Monday, 2 June 2014

When the going get's rough: for anyone who knows anyone with a mood fluctuation

A few weeks ago I posted about weening off an SSRI, Effexor. To be clear, I don't see myself as "sick", however my moods do fluctuate from time to time. And to varying degrees. Sometimes slight. Sometimes extreme. Sometimes I am anxious. Other times I am radiant. I just feel everything (everything) very deeply. Pleasant emotions and unpleasant ones too, and there was a time where it was (quite) necessary for me to accept a little help and support from our friends at Pfizer.

For peeps who don't know about the process (of weening on or off meds) it can be a gruelling one. Your body can do weird things, and your brain can do weird things. Pfizer calls the effects of weening off "discontinuance syndrome". The effects of weening on or off can often be quite intense.

Okay so what's the point of this post? To share my knowledge, from the perspective of a person going through the process of a chemical change in the brain - for those of you who may not understand how to support someone going through it. It's not uncommon to feel helpless in these sorts of situations. But there are things that you can do that will be helpful, I promise. Things that may seem counter-intuitive, but from my perspective these things are gold.

And this isn't just relevant for the weening off process, it could be helpful insight to assist anyone whose mood is fluctuating in any way. Up or down.

So with my doc's sign off, around 4 weeks ago, I began the weening off process. My body is doing some interesting things. I've been through this process before, so most of it was expected. However this time I'm weening off a bit faster than I did before. This time my body is doing some new things I didn't anticipate. You know, just for a bit of fun.

Part of this has been pleasant, part of this has been unpleasant. But even the pleasant parts have been a little scary - because it's new and I've not been this way before. I've not felt these feelings or physical effects before.

And the fear around that (for me) comes from "what is happening to my body"? And that's natural.

An encouraging thing for me this time around is that I have a strong sense that I'll be okay - even though I'm sometimes afraid.

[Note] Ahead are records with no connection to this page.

/// Returns the SMF payload of an RMID (RIFF) container with its INFO
/// metadata, or the input unchanged.
fn unwrap_rmid(bytes: &[u8]) -> Result<(&[u8], RmidInfo), ParseError> {
    if bytes.len() < 12 || &bytes[0..4] != b"RIFF" || &bytes[8..12] != b"RMID" {
        return Ok((bytes, RmidInfo::default()));
    }

    let mut smf = None;
    let mut info = RmidInfo::default();
    let mut has_info = false;
    let mut declared_offset = None;
    let mut embedded_bank = false;
    let mut dls = false;

    for (id, body) in riff_chunks(&bytes[12..]) {
        match &id {
            b"data" if smf.is_none() => smf = Some(body),
            b"RIFF" if body.len() >= 4 => match &body[0..4] {
                b"sfbk" | b"sfpk" => embedded_bank = true,
                b"DLS " | b"dls " => {
                    embedded_bank = true;
                    dls = true;
                }
                other => tracing::warn!(
                    "Unknown RIFF chunk in RMID: {:?}",
                    String::from_utf8_lossy(other)
                ),
            },
            b"LIST" if body.starts_with(b"INFO") => {
                has_info = true;
                for (tag, value) in riff_chunks(&body[4..]) {
                    match &tag {
                        b"INAM" => info.name = Some(info_text(value)),
                        b"ICOP" => info.copyright = Some(info_text(value)),
                        b"DBNK" if value.len() >= 2 => {
                            declared_offset = Some(u16::from_le_bytes([value[0], value[1]]));
                        }
                        _ => {}
                    }
                }
            }
            _ => {}
        }
    }

    // An INFO list implies an offset of 1 unless DBNK says otherwise; the
    // offset only matters for a bank embedded in the file.
    info.bank_offset = match (embedded_bank && !dls, has_info) {
        (true, true) => declared_offset.unwrap_or(1),
        _ => 0,
    };

    let smf = smf.ok_or_else(|| ParseError::InvalidHeader {
        expected: "RMID data chunk",
        found: "RIFF without data chunk".to_string(),
    })?;
    Ok((smf, info))
}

So how do I know I'll be okay?

And this is where you come in (if you're a support person, that is).

It's a complex answer, but a very large part of it is that I have a bunch of people whom I trust in my corner, championing me through this. Championing me through life. Championing me through my mood fluctuations (whatever form they take).

These people wave their pom-poms in the air for me in lots of little ways. They don't judge me because of my ups or downs. They don't try to pathologise my ups or downs, or me either. Quite the opposite in fact. They remind me that I'm valuable. As a person. And that my mood fluctuations make me who I am. They celebrate my ups and my downs. It sounds counter-intuitive, I know, and I'm not talking about clinking champagne glasses to anxiety - I'm talking about celebrating everything that comes with it. They show me they love all of me, and that my ups and downs are just one part of me. Not a "big deal", if you like.

They don't minimise the discomfort. Instead, they remind me the discomfort is just part of the process. And often they help me through that too. All the while, not looking at me like I'm a "sick" person. These people also are quite creative with their methods of support. Some of them may not even realise they're being particularly supportive. But it's all helpful.

And I suspect that is possibly the most helpful thing you could ever do for someone who has a mood fluctuation of any kind, and no matter the intensity. The not making 'em into a "crazy person", or telling them "they're sick". Just by being there if that's what you want to do. Reminding them - if they forget (I often do) - that sure, it can suck, but there are often good things in there too. And that it's all just part of it. That it's all just part of them.

Yes, we all need a bit of extra support from time to time and there ain't nothing wrong with that.

But ups and downs are just that. And more often than not they are a natural part of living.

For me, seeing myself as "sick" was terribly unhelpful. It made me feel powerless against it. Helpless. Over time, I've come to understand I'm not "sick". I am me. I am sometimes up and down, and sometimes all over the shop, and that's part of me and that's okay. That is incredibly empowering.

And you can empower someone who has mood fluctuations in the same way I've felt empowered by the peeps who love me - by simply seeing their ups or downs in a way no different to if they had a broken leg. That a broken leg does not make the person sick. Their leg is broken. And it'll mend in time, with the right type of cast. The right support.

I'm lucky I've got such incredibly supportive, compassionate, and loving people in my corner. I can't imagine how I'd get through all this if I didn't.